▸ PROVIDED RECORDS:
┄┄┄┄┄┄┄┄┄┄

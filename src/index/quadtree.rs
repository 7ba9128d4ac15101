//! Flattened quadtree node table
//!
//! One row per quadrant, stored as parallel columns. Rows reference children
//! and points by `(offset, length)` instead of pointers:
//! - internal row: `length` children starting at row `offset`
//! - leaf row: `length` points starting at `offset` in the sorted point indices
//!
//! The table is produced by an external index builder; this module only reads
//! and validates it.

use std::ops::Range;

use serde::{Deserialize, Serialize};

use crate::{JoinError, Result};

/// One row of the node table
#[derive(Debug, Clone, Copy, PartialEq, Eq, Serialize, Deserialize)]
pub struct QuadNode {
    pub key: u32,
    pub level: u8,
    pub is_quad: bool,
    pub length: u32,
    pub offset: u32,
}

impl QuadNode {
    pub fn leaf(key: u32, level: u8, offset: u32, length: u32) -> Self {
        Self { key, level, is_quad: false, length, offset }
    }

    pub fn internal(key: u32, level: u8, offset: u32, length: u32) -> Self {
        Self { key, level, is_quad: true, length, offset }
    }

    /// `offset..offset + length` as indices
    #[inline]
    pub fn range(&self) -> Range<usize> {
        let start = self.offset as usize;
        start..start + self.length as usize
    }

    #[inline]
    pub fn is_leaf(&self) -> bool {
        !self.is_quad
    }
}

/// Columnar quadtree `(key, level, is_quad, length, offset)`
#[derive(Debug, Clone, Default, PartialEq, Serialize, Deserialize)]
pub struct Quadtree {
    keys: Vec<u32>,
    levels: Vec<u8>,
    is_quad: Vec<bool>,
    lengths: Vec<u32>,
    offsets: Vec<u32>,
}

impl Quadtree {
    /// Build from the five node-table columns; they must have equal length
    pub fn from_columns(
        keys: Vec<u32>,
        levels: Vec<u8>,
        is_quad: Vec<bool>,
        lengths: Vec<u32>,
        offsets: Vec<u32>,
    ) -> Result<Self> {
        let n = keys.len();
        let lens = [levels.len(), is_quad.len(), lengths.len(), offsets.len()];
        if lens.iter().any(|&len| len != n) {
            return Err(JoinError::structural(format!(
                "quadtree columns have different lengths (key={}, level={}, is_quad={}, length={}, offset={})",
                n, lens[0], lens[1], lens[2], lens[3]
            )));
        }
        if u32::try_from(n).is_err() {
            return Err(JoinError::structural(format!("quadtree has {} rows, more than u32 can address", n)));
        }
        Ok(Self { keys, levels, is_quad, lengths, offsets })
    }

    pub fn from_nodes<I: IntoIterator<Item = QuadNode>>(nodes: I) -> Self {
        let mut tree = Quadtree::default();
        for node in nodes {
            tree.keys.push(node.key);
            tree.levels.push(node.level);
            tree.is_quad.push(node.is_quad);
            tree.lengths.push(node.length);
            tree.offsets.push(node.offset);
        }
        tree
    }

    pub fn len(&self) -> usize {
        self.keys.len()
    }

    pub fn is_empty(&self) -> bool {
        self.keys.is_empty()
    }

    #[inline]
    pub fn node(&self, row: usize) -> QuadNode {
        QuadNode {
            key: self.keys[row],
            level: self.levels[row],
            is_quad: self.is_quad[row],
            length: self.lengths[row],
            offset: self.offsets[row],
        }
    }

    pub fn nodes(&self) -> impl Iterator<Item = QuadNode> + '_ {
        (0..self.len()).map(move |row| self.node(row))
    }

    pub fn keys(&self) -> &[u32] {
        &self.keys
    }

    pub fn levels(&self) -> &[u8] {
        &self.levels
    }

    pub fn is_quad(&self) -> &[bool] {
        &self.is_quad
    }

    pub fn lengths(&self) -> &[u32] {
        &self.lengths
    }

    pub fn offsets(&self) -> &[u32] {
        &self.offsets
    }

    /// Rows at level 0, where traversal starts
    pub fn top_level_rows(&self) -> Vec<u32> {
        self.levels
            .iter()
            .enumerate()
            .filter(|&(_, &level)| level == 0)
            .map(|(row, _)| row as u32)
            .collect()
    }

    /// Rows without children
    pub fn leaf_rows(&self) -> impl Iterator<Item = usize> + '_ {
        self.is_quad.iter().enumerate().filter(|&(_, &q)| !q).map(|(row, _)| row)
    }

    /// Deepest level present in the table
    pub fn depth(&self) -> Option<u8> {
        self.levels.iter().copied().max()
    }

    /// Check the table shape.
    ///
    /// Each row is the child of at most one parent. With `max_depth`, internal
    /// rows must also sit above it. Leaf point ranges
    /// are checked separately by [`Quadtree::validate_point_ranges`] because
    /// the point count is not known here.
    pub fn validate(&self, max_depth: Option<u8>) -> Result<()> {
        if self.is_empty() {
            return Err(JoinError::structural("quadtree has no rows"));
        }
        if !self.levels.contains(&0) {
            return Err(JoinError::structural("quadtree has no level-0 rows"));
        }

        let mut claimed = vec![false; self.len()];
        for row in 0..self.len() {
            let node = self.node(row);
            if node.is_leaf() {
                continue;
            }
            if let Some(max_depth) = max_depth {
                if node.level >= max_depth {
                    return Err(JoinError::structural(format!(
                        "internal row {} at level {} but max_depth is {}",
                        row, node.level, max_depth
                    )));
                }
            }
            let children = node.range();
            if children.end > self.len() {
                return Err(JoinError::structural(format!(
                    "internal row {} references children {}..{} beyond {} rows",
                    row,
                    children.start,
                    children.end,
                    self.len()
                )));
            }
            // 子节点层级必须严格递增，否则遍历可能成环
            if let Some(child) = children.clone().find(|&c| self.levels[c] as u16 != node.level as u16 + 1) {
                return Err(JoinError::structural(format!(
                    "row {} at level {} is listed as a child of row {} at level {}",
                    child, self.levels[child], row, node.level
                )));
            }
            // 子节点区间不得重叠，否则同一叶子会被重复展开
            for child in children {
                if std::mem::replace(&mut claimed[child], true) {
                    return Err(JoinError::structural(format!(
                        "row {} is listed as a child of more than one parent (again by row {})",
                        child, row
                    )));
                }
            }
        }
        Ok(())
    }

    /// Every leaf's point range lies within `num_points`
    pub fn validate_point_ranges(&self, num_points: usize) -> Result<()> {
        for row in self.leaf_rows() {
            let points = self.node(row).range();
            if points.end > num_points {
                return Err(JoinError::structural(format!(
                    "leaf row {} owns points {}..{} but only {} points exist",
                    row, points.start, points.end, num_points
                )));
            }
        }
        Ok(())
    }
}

┄┄┄┄┄┄┄┄┄┄

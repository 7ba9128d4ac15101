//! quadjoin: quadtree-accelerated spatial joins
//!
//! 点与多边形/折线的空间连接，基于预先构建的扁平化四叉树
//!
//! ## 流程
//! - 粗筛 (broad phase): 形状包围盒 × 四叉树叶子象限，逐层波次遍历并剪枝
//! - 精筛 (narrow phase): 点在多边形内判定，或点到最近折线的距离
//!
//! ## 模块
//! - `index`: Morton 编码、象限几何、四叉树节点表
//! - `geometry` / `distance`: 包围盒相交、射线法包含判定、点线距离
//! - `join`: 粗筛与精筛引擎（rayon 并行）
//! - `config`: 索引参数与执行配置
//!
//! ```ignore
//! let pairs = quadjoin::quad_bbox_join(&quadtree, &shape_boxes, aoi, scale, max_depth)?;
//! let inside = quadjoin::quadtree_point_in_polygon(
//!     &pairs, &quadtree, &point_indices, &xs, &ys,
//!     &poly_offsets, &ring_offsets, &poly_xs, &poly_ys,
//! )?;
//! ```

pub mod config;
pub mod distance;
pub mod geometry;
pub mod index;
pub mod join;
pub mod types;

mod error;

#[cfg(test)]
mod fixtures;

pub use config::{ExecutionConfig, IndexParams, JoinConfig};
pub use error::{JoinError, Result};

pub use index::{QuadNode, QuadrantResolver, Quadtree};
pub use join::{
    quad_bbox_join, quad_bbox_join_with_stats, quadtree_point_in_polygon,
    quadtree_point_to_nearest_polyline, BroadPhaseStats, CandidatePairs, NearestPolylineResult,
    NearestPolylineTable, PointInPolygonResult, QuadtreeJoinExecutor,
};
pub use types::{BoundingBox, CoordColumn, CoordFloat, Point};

┄┄┄┄┄┄┄┄┄┄

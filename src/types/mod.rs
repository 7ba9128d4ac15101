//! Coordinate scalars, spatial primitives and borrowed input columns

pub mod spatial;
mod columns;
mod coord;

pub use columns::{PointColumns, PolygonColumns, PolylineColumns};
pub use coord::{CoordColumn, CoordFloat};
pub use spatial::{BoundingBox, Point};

┄┄┄┄┄┄┄┄┄┄

▸ WHAT YOU SHOULD DO:
If a line in the data holds the string "filename", copy that line.

▸ WRITTEN RESPONSE:
filename src/index/quadtree.rs
filename src/types/mod.rs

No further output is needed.